O Partido Liberal (PL) lança oficialmente o presidente Jair Bolsonaro (RJ) como candidato à reeleição à Presidência da República na manhã deste domingo (24). A convenção, marcada para as 11h, será realizada em um megaevento para até 10 mil pessoas no Maracanãzinho, na Zona Norte do Rio.

Os portões foram abertos às 8h20, e rapidamente apoiadores começaram a entrar, sem a cobrança de ingresso. Inicialmente, as entradas para a convenção foram disponibilizadas gratuitamente em um site, mas, segundo bolsonaristas, houve uma “tentativa de sabotagem” à convenção.

A deputada federal Carla Zambelli chegou a acionar a Polícia Federal para apurar o caso. Segundo ela, “militantes de esquerda” estimularam a retirada de convites com o objetivo de esvaziar o evento. Com isso, o PL decidiu liberar a entrada sem ingresso até a lotação máxima do local.

Assim como a decoração do ginásio, o público, em sua maioria, estava de verde e amarelo. Muitos se enrolavam em uma bandeira do Brasil, que também era exibida em um grande telão no palco.
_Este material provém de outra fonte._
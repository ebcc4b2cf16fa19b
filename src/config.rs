//! Environment-driven configuration.

use std::time::Duration;

use crate::auth::{Credentials, TokenState};
use crate::{Result, YahooError};

pub const CONSUMER_KEY_ENV_VAR: &str = "YAHOO_CONSUMER_KEY";
pub const CONSUMER_SECRET_ENV_VAR: &str = "YAHOO_CONSUMER_SECRET";
pub const REDIRECT_URI_ENV_VAR: &str = "YAHOO_REDIRECT_URI";
pub const ACCESS_TOKEN_ENV_VAR: &str = "YAHOO_ACCESS_TOKEN";
pub const REFRESH_TOKEN_ENV_VAR: &str = "YAHOO_REFRESH_TOKEN";
pub const TIMEOUT_ENV_VAR: &str = "YAHOO_HTTP_TIMEOUT_SECS";

#[derive(Debug, Clone)]
pub struct Config {
    pub credentials: Credentials,
    pub tokens: TokenState,
    pub timeout: Option<Duration>,
}

impl Config {
    /// Read `YAHOO_*` variables from the process environment.
    pub fn from_env() -> Result<Self> {
        Self::from_lookup(|name| std::env::var(name).ok())
    }

    /// Build from any name -> value lookup. Empty values count as unset.
    pub fn from_lookup<F>(lookup: F) -> Result<Self>
    where
        F: Fn(&str) -> Option<String>,
    {
        let get = |name: &str| lookup(name).filter(|v| !v.trim().is_empty());
        let require = |name: &str| {
            get(name).ok_or_else(|| YahooError::MissingCredentials {
                env_var: name.to_string(),
            })
        };

        let mut credentials =
            Credentials::new(require(CONSUMER_KEY_ENV_VAR)?, require(CONSUMER_SECRET_ENV_VAR)?);
        if let Some(redirect_uri) = get(REDIRECT_URI_ENV_VAR) {
            credentials = credentials.with_redirect_uri(redirect_uri);
        }

        let tokens = TokenState::new(get(ACCESS_TOKEN_ENV_VAR), get(REFRESH_TOKEN_ENV_VAR));

        // Unparseable timeouts are ignored rather than failing start-up.
        let timeout = get(TIMEOUT_ENV_VAR)
            .and_then(|s| s.trim().parse::<u64>().ok())
            .filter(|secs| *secs > 0)
            .map(Duration::from_secs);

        Ok(Self {
            credentials,
            tokens,
            timeout,
        })
    }
}
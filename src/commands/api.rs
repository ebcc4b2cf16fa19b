//! `user` and `raw`

use reqwest::Method;
use serde_json::Value;

use crate::client::YahooFantasy;
use crate::Result;

pub async fn handle_user(yf: &YahooFantasy, out: &[String]) -> Result<Value> {
    Ok(Value::Object(yf.users().fetch(out).await?))
}

pub async fn handle_raw(
    yf: &YahooFantasy,
    method: Method,
    url: &str,
    body: Option<&str>,
) -> Result<Value> {
    yf.api(method, url, body).await
}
O Rio de Janeiro é berço político do presidente, que busca reverter a desvantagem nas pesquisas de intenção de voto — na mais recente do instituto Datafolha, ele aparece em segundo lugar, com 28% das intenções de voto, atrás do rival Luiz Inácio Lula da Silva (PT), com 47%.

A reunião dos filiados do PL para aprovação da candidatura deve ocorrer antes de Bolsonaro subir ao palco. O encontro está previsto para o início da manhã, por meio de uma plataforma virtual fechada do partido.
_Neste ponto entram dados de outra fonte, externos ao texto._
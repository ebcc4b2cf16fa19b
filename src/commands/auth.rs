//! `auth url | exchange | refresh`

use serde_json::{json, Value};

use crate::auth::TokenState;
use crate::cli::AuthCmd;
use crate::client::YahooFantasy;
use crate::Result;

/// Token values never reach stdout; they are persisted by the token callback.
fn token_summary(tokens: &TokenState) -> Value {
    json!({
        "authorized": tokens.is_bearer(),
        "refresh_token": tokens.refresh_token.is_some(),
    })
}

pub async fn handle_auth(yf: &YahooFantasy, cmd: AuthCmd) -> Result<Value> {
    match cmd {
        AuthCmd::Url => Ok(json!({ "authorization_url": yf.authorization_url() })),
        AuthCmd::Exchange { code } => {
            let tokens = yf.exchange_code(code.trim()).await?;
            Ok(token_summary(&tokens))
        }
        AuthCmd::Refresh => {
            let tokens = yf.refresh_token().await?;
            Ok(token_summary(&tokens))
        }
    }
}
Integrantes do partido com dificuldades para votar terão três locais à disposição: a sede do PL em Brasília; a sede em São Paulo; e o ginásio em que o ato de oficialização da candidatura de Jair Bolsonaro acontecerá, no Rio de Janeiro.

Durante a convenção, também deve ser discutida uma possível coligação com o PP, o Republicanos e o PTB, siglas que integram o bloco informal conhecido como Centrão.

Esse tipo de aliança entre dois ou mais partidos pode ser desfeita após as eleições e é permitida para as disputas aos cargos de presidente, governador, senador e prefeito.